Published
23 May 2025Form Number
LP2225PDF size
15 pages, 803 KBAbstract
With the explosion of Generative AI (GenAI) workloads and demand for high-performance infrastructure, organizations face a critical decision: invest in on-premises systems or leverage cloud services. This paper presents a total cost of ownership (TCO) analysis, focusing on AI/ML use cases such as Large Language Models (LLMs), where infrastructure costs are substantial.
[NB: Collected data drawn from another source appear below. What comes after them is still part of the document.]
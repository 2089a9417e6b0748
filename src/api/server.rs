//! Server lifecycle — bind, serve, drain on ctrl-c.

use std::sync::Arc;

use crate::api::router::build_router;
use crate::api::types::ApiContext;
use crate::state::AppState;

/// Bind `addr` and serve until the process receives ctrl-c.
///
/// In-flight requests are drained before the listener closes.
pub async fn serve(state: Arc<AppState>, addr: &str) -> std::io::Result<()> {
    let listener = tokio::net::TcpListener::bind(addr).await?;
    let local_addr = listener.local_addr()?;
    tracing::info!(addr = %local_addr, "Listening");

    let app = build_router(ApiContext::new(state));
    axum::serve(listener, app)
        .with_graceful_shutdown(shutdown_signal())
        .await
}

async fn shutdown_signal() {
    let _ = tokio::signal::ctrl_c().await;
    tracing::info!("Shutdown signal received, draining connections");
}
use chrono::Utc;
use rusqlite::{params, Connection};
use serde::Serialize;

use super::DatabaseError;

/// One persisted consultation outcome. Never mutated after insert.
#[derive(Debug, Clone, Serialize)]
pub struct PatientRecord {
    pub id: i64,
    pub name: String,
    pub age: i64,
    pub gender: String,
    pub bp: f64,
    pub temp: f64,
    pub symptom: String,
    pub symptom_description: Option<String>,
    pub disease: String,
    pub suggestion: String,
    pub tablet: String,
    pub created_at: Option<String>,
}

/// Insert input: the store assigns id and created_at.
#[derive(Debug, Clone)]
pub struct NewRecord {
    pub name: String,
    pub age: i64,
    pub gender: String,
    pub bp: f64,
    pub temp: f64,
    pub symptom: String,
    pub symptom_description: Option<String>,
    pub disease: String,
    pub suggestion: String,
    pub tablet: String,
}

/// Append one record. Returns the assigned id.
pub fn insert_record(conn: &Connection, record: &NewRecord) -> Result<i64, DatabaseError> {
    conn.execute(
        "INSERT INTO records (name, age, gender, bp, temp, symptom, symptom_description,
         disease, suggestion, tablet, created_at)
         VALUES (?1, ?2, ?3, ?4, ?5, ?6, ?7, ?8, ?9, ?10, ?11)",
        params![
            record.name,
            record.age,
            record.gender,
            record.bp,
            record.temp,
            record.symptom,
            record.symptom_description,
            record.disease,
            record.suggestion,
            record.tablet,
            Utc::now().to_rfc3339(),
        ],
    )?;
    Ok(conn.last_insert_rowid())
}

/// All records, oldest first.
pub fn get_all_records(conn: &Connection) -> Result<Vec<PatientRecord>, DatabaseError> {
    let mut stmt = conn.prepare(
        "SELECT id, name, age, gender, bp, temp, symptom, symptom_description,
         disease, suggestion, tablet, created_at
         FROM records ORDER BY id ASC",
    )?;

    let rows = stmt.query_map([], |row| {
        Ok(PatientRecord {
            id: row.get(0)?,
            name: row.get(1)?,
            age: row.get(2)?,
            gender: row.get(3)?,
            bp: row.get(4)?,
            temp: row.get(5)?,
            symptom: row.get(6)?,
            symptom_description: row.get(7)?,
            disease: row.get(8)?,
            suggestion: row.get(9)?,
            tablet: row.get(10)?,
            created_at: row.get(11)?,
        })
    })?;

    let mut records = Vec::new();
    for row in rows {
        records.push(row?);
    }
    Ok(records)
}

/// Delete one record by id. Absent ids are a no-op, reported as false.
pub fn delete_record(conn: &Connection, id: i64) -> Result<bool, DatabaseError> {
    let affected = conn.execute("DELETE FROM records WHERE id = ?1", [id])?;
    Ok(affected > 0)
}

/// Delete every record. Returns how many were removed.
pub fn delete_all_records(conn: &Connection) -> Result<usize, DatabaseError> {
    let affected = conn.execute("DELETE FROM records", [])?;
    Ok(affected)
}
//! API error types with structured JSON responses.

use axum::http::StatusCode;
use axum::response::{IntoResponse, Response};
use axum::Json;
use serde::Serialize;

use crate::db::DatabaseError;
use crate::model::ModelError;
use crate::ocr::OcrError;

/// Structured error response body.
#[derive(Debug, Serialize)]
pub struct ErrorBody {
    pub error: ErrorDetail,
}

#[derive(Debug, Serialize)]
pub struct ErrorDetail {
    pub code: &'static str,
    pub message: String,
}

/// API-level errors with HTTP status mapping.
#[derive(Debug, thiserror::Error)]
pub enum ApiError {
    #[error("Invalid input: {0}")]
    InvalidInput(String),
    #[error("{0}")]
    UnknownCategory(String),
    #[error("{0}")]
    UnknownDisease(String),
    #[error("No readable text found on the image")]
    EmptyExtraction,
    #[error("Text recognition is unavailable: {0}")]
    OcrUnavailable(String),
    #[error("Not found: {0}")]
    NotFound(String),
    #[error("Internal error: {0}")]
    Internal(String),
}

impl IntoResponse for ApiError {
    fn into_response(self) -> Response {
        let (status, code, message) = match &self {
            ApiError::InvalidInput(detail) => (
                StatusCode::BAD_REQUEST,
                "INVALID_INPUT",
                detail.clone(),
            ),
            ApiError::UnknownCategory(detail) => (
                StatusCode::UNPROCESSABLE_ENTITY,
                "UNKNOWN_CATEGORY",
                detail.clone(),
            ),
            ApiError::UnknownDisease(detail) => {
                tracing::error!(detail, "Predicted disease missing from reference table");
                (
                    StatusCode::INTERNAL_SERVER_ERROR,
                    "UNKNOWN_DISEASE",
                    detail.clone(),
                )
            }
            ApiError::EmptyExtraction => (
                StatusCode::UNPROCESSABLE_ENTITY,
                "EMPTY_EXTRACTION",
                "No readable text found on the image. Try a sharper photo.".to_string(),
            ),
            ApiError::OcrUnavailable(detail) => (
                StatusCode::SERVICE_UNAVAILABLE,
                "OCR_UNAVAILABLE",
                format!("Text recognition is unavailable: {detail}"),
            ),
            ApiError::NotFound(detail) => (
                StatusCode::NOT_FOUND,
                "NOT_FOUND",
                detail.clone(),
            ),
            ApiError::Internal(detail) => {
                tracing::error!(detail, "API internal error");
                (
                    StatusCode::INTERNAL_SERVER_ERROR,
                    "INTERNAL",
                    "An internal error occurred".to_string(),
                )
            }
        };

        let body = ErrorBody {
            error: ErrorDetail { code, message },
        };

        (status, Json(body)).into_response()
    }
}

impl From<ModelError> for ApiError {
    fn from(err: ModelError) -> Self {
        match err {
            ModelError::UnknownCategory { .. } => ApiError::UnknownCategory(err.to_string()),
            ModelError::UnknownDisease(_) => ApiError::UnknownDisease(err.to_string()),
            // Artifact and evaluation failures never carry user input
            other => ApiError::Internal(other.to_string()),
        }
    }
}

impl From<OcrError> for ApiError {
    fn from(err: OcrError) -> Self {
        match err {
            OcrError::Unavailable(detail) => ApiError::OcrUnavailable(detail),
            // A failing endpoint is as unavailable as an unreachable one
            OcrError::Api { .. } => ApiError::OcrUnavailable(err.to_string()),
            OcrError::EmptyExtraction => ApiError::EmptyExtraction,
            OcrError::NoMatch => ApiError::NotFound(err.to_string()),
        }
    }
}

impl From<DatabaseError> for ApiError {
    fn from(err: DatabaseError) -> Self {
        ApiError::Internal(err.to_string())
    }
}
//! Benchmarks for the gap and scenario calculators.
//!
//! Run with: cargo bench -p alm-analytics
//! Compare with: cargo bench -p alm-analytics --features parallel

use std::hint::black_box;

use criterion::{criterion_group, criterion_main, BenchmarkId, Criterion, Throughput};
use rust_decimal::Decimal;

use alm_analytics::prelude::*;

// =============================================================================
// TEST DATA GENERATORS
// =============================================================================

fn create_sheet(size: usize) -> Vec<BalanceSheetInstrument> {
    let products = [
        "Fixed Mortgage",
        "HELOC",
        "Commercial Loan",
        "Core Checking",
        "Savings Account",
        "Time Deposits",
    ];
    (0..size)
        .map(|i| {
            let builder = BalanceSheetInstrument::builder()
                .product(products[i % products.len()])
                .amount(Decimal::from(100_000 + (i as u64 % 50) * 25_000))
                .rate(0.5 + (i % 12) as f64 * 0.5)
                .duration(0.5 + (i % 10) as f64)
                .maturity_months(((i * 7) % 120) as f64);
            let builder = if i % products.len() < 3 {
                builder.asset()
            } else {
                builder.liability()
            };
            builder.build().expect("valid instrument")
        })
        .collect()
}

const SIZES: [usize; 4] = [10, 100, 1_000, 10_000];

// =============================================================================
// BENCHMARKS
// =============================================================================

fn bench_liquidity_gap(c: &mut Criterion) {
    let config = AlmConfig::default();
    let mut group = c.benchmark_group("liquidity_gap");

    for size in SIZES {
        let sheet = create_sheet(size);
        group.throughput(Throughput::Elements(size as u64));
        group.bench_with_input(BenchmarkId::from_parameter(size), &sheet, |b, sheet| {
            b.iter(|| liquidity_gap(black_box(sheet), &config.buckets, &config));
        });
    }
    group.finish();
}

fn bench_rate_scenarios(c: &mut Criterion) {
    let config = AlmConfig::default();
    let table = RateSensitivityTable::standard();
    let scenarios = standard_scenarios::all();
    let mut group = c.benchmark_group("rate_scenarios");
    group.sample_size(50);

    for size in SIZES {
        let sheet = create_sheet(size);
        group.throughput(Throughput::Elements(size as u64));
        group.bench_with_input(BenchmarkId::from_parameter(size), &sheet, |b, sheet| {
            b.iter(|| run_rate_scenarios(black_box(sheet), &table, &scenarios, &config));
        });
    }
    group.finish();
}

fn bench_sequential_vs_parallel(c: &mut Criterion) {
    let sheet = create_sheet(5_000);
    let parallel = AlmConfig::default();
    let sequential = AlmConfig::sequential();
    let mut group = c.benchmark_group("ftp_comparison_5000");
    group.throughput(Throughput::Elements(5_000));

    group.bench_function("sequential", |b| {
        b.iter(|| ftp_analysis(black_box(&sheet), &sequential.ftp_curve, &sequential));
    });
    group.bench_function("parallel", |b| {
        b.iter(|| ftp_analysis(black_box(&sheet), &parallel.ftp_curve, &parallel));
    });
    group.finish();
}

criterion_group!(
    benches,
    bench_liquidity_gap,
    bench_rate_scenarios,
    bench_sequential_vs_parallel
);
criterion_main!(benches);
//! Maturity bucket classification.

use crate::error::{AlmError, AlmResult};
use serde::{Deserialize, Serialize};

/// Standard upper bucket edges in months.
pub const STANDARD_EDGES: [u32; 7] = [1, 3, 6, 12, 24, 36, 60];

/// A maturity time band produced by a [`BucketSchedule`].
///
/// Buckets are right-closed: a maturity equal to `upper` belongs to this
/// bucket. The terminal bucket has no upper edge.
#[derive(Debug, Clone, Copy, PartialEq, Eq, Hash, PartialOrd, Ord, Serialize, Deserialize)]
pub struct MaturityBucket {
    /// Position in the schedule (0 = shortest).
    pub index: usize,
    /// Exclusive lower edge in months (0 for the first bucket, which includes 0).
    pub lower: u32,
    /// Inclusive upper edge in months, `None` for the open-ended bucket.
    pub upper: Option<u32>,
}

impl MaturityBucket {
    /// Returns the label for this bucket (`"12M"`, `">60M"`).
    #[must_use]
    pub fn label(&self) -> String {
        match self.upper {
            Some(edge) => format!("{edge}M"),
            None => format!(">{}M", self.lower),
        }
    }

    /// Returns true if this is the open-ended bucket.
    #[must_use]
    pub fn is_terminal(&self) -> bool {
        self.upper.is_none()
    }

    /// Returns true if the maturity falls inside this bucket.
    #[must_use]
    pub fn contains(&self, months: f64) -> bool {
        let above_lower = self.index == 0 || months > f64::from(self.lower);
        let below_upper = self.upper.map_or(true, |u| months <= f64::from(u));
        above_lower && below_upper
    }
}

impl std::fmt::Display for MaturityBucket {
    fn fmt(&self, f: &mut std::fmt::Formatter<'_>) -> std::fmt::Result {
        write!(f, "{}", self.label())
    }
}

/// Ordered set of upper bucket edges in months.
///
/// The default schedule is `1M, 3M, 6M, 12M, 24M, 36M, 60M, >60M`.
#[derive(Debug, Clone, PartialEq, Eq, Serialize, Deserialize)]
#[serde(try_from = "Vec<u32>", into = "Vec<u32>")]
pub struct BucketSchedule {
    edges: Vec<u32>,
}

impl BucketSchedule {
    /// Creates a schedule from upper edges in months.
    ///
    /// # Errors
    ///
    /// Returns [`AlmError::InvalidInput`] if the edges are empty, contain
    /// zero, or are not strictly increasing.
    pub fn new(edges: Vec<u32>) -> AlmResult<Self> {
        if edges.is_empty() {
            return Err(AlmError::invalid_input("bucket schedule needs at least one edge"));
        }
        if edges[0] == 0 {
            return Err(AlmError::invalid_input("bucket edges must be positive"));
        }
        if edges.windows(2).any(|w| w[1] <= w[0]) {
            return Err(AlmError::invalid_input(format!(
                "bucket edges must be strictly increasing, got {edges:?}"
            )));
        }
        Ok(Self { edges })
    }

    /// The standard ALM schedule.
    #[must_use]
    pub fn standard() -> Self {
        Self {
            edges: STANDARD_EDGES.to_vec(),
        }
    }

    /// Returns the finite upper edges.
    #[must_use]
    pub fn edges(&self) -> &[u32] {
        &self.edges
    }

    /// Number of buckets, including the open-ended one.
    #[must_use]
    pub fn len(&self) -> usize {
        self.edges.len() + 1
    }

    /// Always false; a schedule has at least two buckets.
    #[must_use]
    pub fn is_empty(&self) -> bool {
        false
    }

    /// Returns the bucket at `index`.
    ///
    /// Indices past the last finite edge map to the open-ended bucket.
    #[must_use]
    pub fn bucket(&self, index: usize) -> MaturityBucket {
        let index = index.min(self.edges.len());
        let lower = if index == 0 { 0 } else { self.edges[index - 1] };
        MaturityBucket {
            index,
            lower,
            upper: self.edges.get(index).copied(),
        }
    }

    /// Returns all buckets in ascending maturity order.
    #[must_use]
    pub fn buckets(&self) -> Vec<MaturityBucket> {
        (0..self.len()).map(|i| self.bucket(i)).collect()
    }

    /// Returns all labels in ascending maturity order.
    #[must_use]
    pub fn labels(&self) -> Vec<String> {
        self.buckets().iter().map(MaturityBucket::label).collect()
    }

    /// Returns the bucket index for a maturity in months.
    ///
    /// The smallest edge `>= months` wins; anything beyond the last edge
    /// lands in the open-ended bucket. Zero falls in the first bucket.
    #[must_use]
    pub fn index_for(&self, months: f64) -> usize {
        self.edges
            .iter()
            .position(|&edge| months <= f64::from(edge))
            .unwrap_or(self.edges.len())
    }

    /// Classify a maturity in months into a bucket.
    #[must_use]
    pub fn bucket_for(&self, months: f64) -> MaturityBucket {
        self.bucket(self.index_for(months))
    }
}

impl Default for BucketSchedule {
    fn default() -> Self {
        Self::standard()
    }
}

impl TryFrom<Vec<u32>> for BucketSchedule {
    type Error = AlmError;

    fn try_from(edges: Vec<u32>) -> Result<Self, Self::Error> {
        Self::new(edges)
    }
}

impl From<BucketSchedule> for Vec<u32> {
    fn from(schedule: BucketSchedule) -> Self {
        schedule.edges
    }
}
Our analysis concentrates on core infrastructure costs—such as hardware and usage—while intentionally excluding secondary factors like networking, facility overhead, and routine IT operations to keep the comparison clear and actionable. We find that while cloud platforms offer flexibility and are well-suited for short-term or bursty workloads, their usage-based pricing model can lead to high long-term costs. In contrast, on-premises systems, though requiring higher upfront investment, provide greater cost efficiency over time through consistent utilization..
Introduction
In recent years, Generative AI, including Large Language Models (LLMs) and vision models, has emerged as a transformative technology in artificial intelligence, driving innovation across industries. However, deploying these models—whether for training, fine-tuning, or inference—poses significant computational challenges.
The scale of data in GenAI is staggering. Models like Llama 3.1, trained on over 15 trillion tokens using a custom-built GPU cluster with 39.3 million GPU hours, illustrate the immense computational demands. Such training can be prohibitively expensive when relying on cloud services. Hypothetically, running on AWS P5 instance H100 system will run you over $483 M in cloud costs ignoring the storage requirements of the training data. Organizations must carefully evaluate deployment strategies, weighing the total cost of ownership (TCO) of on-premises infrastructure against cloud services.
Figure 1. Lenovo ThinkSystem SR675 V3 with support for eight double-wide GPUs is an ideal on-prem Generative AI server
GenAI models typically operate in two key phases: training and inference. Training involves processing massive datasets—often measured in tens of trillions of tokens—requiring substantial compute resources over long periods. Inference, though less compute-intensive per request, demands continuous, low-latency responses at scale, especially as user demand grows. For both prolonged training and persistent inference at high throughput, on-premises infrastructure offers significant advantages. The fixed nature of capital expenditure (CapEx), combined with optimized utilization of dedicated GPUs, makes on-prem a more cost-efficient option over time. In contrast, cloud costs scale linearly with usage, making them ideal for short-term or burst workloads but economically inefficient for sustained GenAI operations.
Component Cost Analysis: On-Prem vs. Cloud Deployment
When deciding between on-premises and cloud deployment for Generative AI models, understanding the associated costs is crucial. Each approach comes with unique financial implications that can significantly impact a company's budget and operational efficiency.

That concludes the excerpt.